The Process of Modeling: Model Project Management [Systems thinking & modelling series]

This is part 46 of a series of articles featuring the book Beyond Connecting the Dots, Modeling for Meaningful Results.

When tackling modeling projects such as our hamster-population model, there are two basic overarching project management approaches. The first is founded on detailed planning and preparation. Tackling the hamster model using this approach might look something like the following sequential phases:

  • Research: Find and obtain relevant literature on Aquatic Hamsters. Read peer-reviewed publications. Locate hamster experts and interview them. Identify key mechanisms affecting hamster population growth. Some mechanisms may require further study. For example, if human expansion and urbanization affect the hamster habitat area, you may need to study the forces influencing urbanization. These may require additional literature searches and expert interviews.
  • Design: Once you have completed your background research on the hamsters, start to design the model. Create causal loop diagrams and develop stock and flow diagrams. Break your hamster population model into different sectors. You will have the hamster-specific sector, which includes sub-sectors for each of the life-stages these endangered hamsters go through. You will also need sectors for other parts of the model that affect the hamster population growth: an urbanization sector with its own model, a climate sector with a climate model, and so on. Write out equations for all these sectors and resurvey experts you have contacted to review the overall model design and the specific equations. There will probably be several cycles of iteration and model expansion during this stage as additional key areas to include are identified.
  • Construction: Now that you have completed a model design and received a seal of approval from experts in the field, you are ready to start building the model itself. Decide what modeling software package (or programming environment) you will use. Implement the equations as they were specified in the design phase.
  • Wrapping Things Up: Go through the confidence building steps from the previous chapter. Develop tests for your model to ensure it works correctly. Create model documentation. Show that the model demonstrates expected behavior and obtain final approval from experts.

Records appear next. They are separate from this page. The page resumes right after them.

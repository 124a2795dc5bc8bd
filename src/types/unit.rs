// SPDX-FileCopyrightText: 2025 Semiotic AI, Inc.
//
// SPDX-License-Identifier: Apache-2.0

//! Unit symbol type

use serde::{Deserialize, Serialize};

/// Symbol of the unit a transaction amount is entered in
///
/// A unit is either the active network's native currency (the "network unit",
/// e.g. `ETH`) or the symbol of a fungible token (e.g. `USDC`). The symbol itself
/// is opaque: whether it is the network unit is decided by the active
/// [`NetworkConfig`](crate::NetworkConfig), and token metadata is looked up through
/// a [`TokenResolver`](crate::TokenResolver).
///
/// Symbols compare exactly, including case.
///
/// # Examples
///
/// ```
/// use unitswap::Unit;
///
/// let unit = Unit::new("ETH");
/// assert_eq!(unit.as_str(), "ETH");
/// assert_ne!(unit, Unit::new("eth"));
/// ```
#[derive(Debug, Clone, Default, PartialEq, Eq, Hash, PartialOrd, Ord, Serialize, Deserialize)]
#[serde(transparent)]
pub struct Unit(String);

impl Unit {
    /// Create a unit from its symbol
    pub fn new(symbol: impl Into<String>) -> Self {
        Self(symbol.into())
    }

    /// Get the symbol as a string slice
    pub fn as_str(&self) -> &str {
        &self.0
    }
}

impl From<&str> for Unit {
    fn from(value: &str) -> Self {
        Self(value.to_string())
    }
}

impl From<String> for Unit {
    fn from(value: String) -> Self {
        Self(value)
    }
}

impl AsRef<str> for Unit {
    fn as_ref(&self) -> &str {
        &self.0
    }
}

impl std::fmt::Display for Unit {
    fn fmt(&self, f: &mut std::fmt::Formatter<'_>) -> std::fmt::Result {
        f.write_str(&self.0)
    }
}
// SPDX-FileCopyrightText: 2025 Semiotic AI, Inc.
//
// SPDX-License-Identifier: Apache-2.0

//! Error types for the draft job actor.

/// Errors that can occur when sending commands to a draft job.
#[derive(Debug, Clone, PartialEq, Eq, thiserror::Error)]
pub enum DraftJobError {
    /// The job task has stopped and no longer accepts commands.
    #[error("Draft job is no longer running")]
    Closed,

    /// The job dropped the command without answering.
    #[error("Draft job dropped the response for {command}")]
    NoResponse {
        /// Name of the command that went unanswered
        command: &'static str,
    },
}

This approach to building a model is a very linear process where you go sequentially from stage to stage. In the project management field, this is the classic “waterfall” project where you proceed phase by phase through the project. You plan out the whole thing ahead of time, estimating how long each phase would take and identifying dependencies between phases. This form of project management is well suited for certain kinds of projects such as constructing a building, and can work well if done expertly.

In our opinion, however, this approach to tackling a project is quite poorly suited to the task of building a model. There are several reasons for this.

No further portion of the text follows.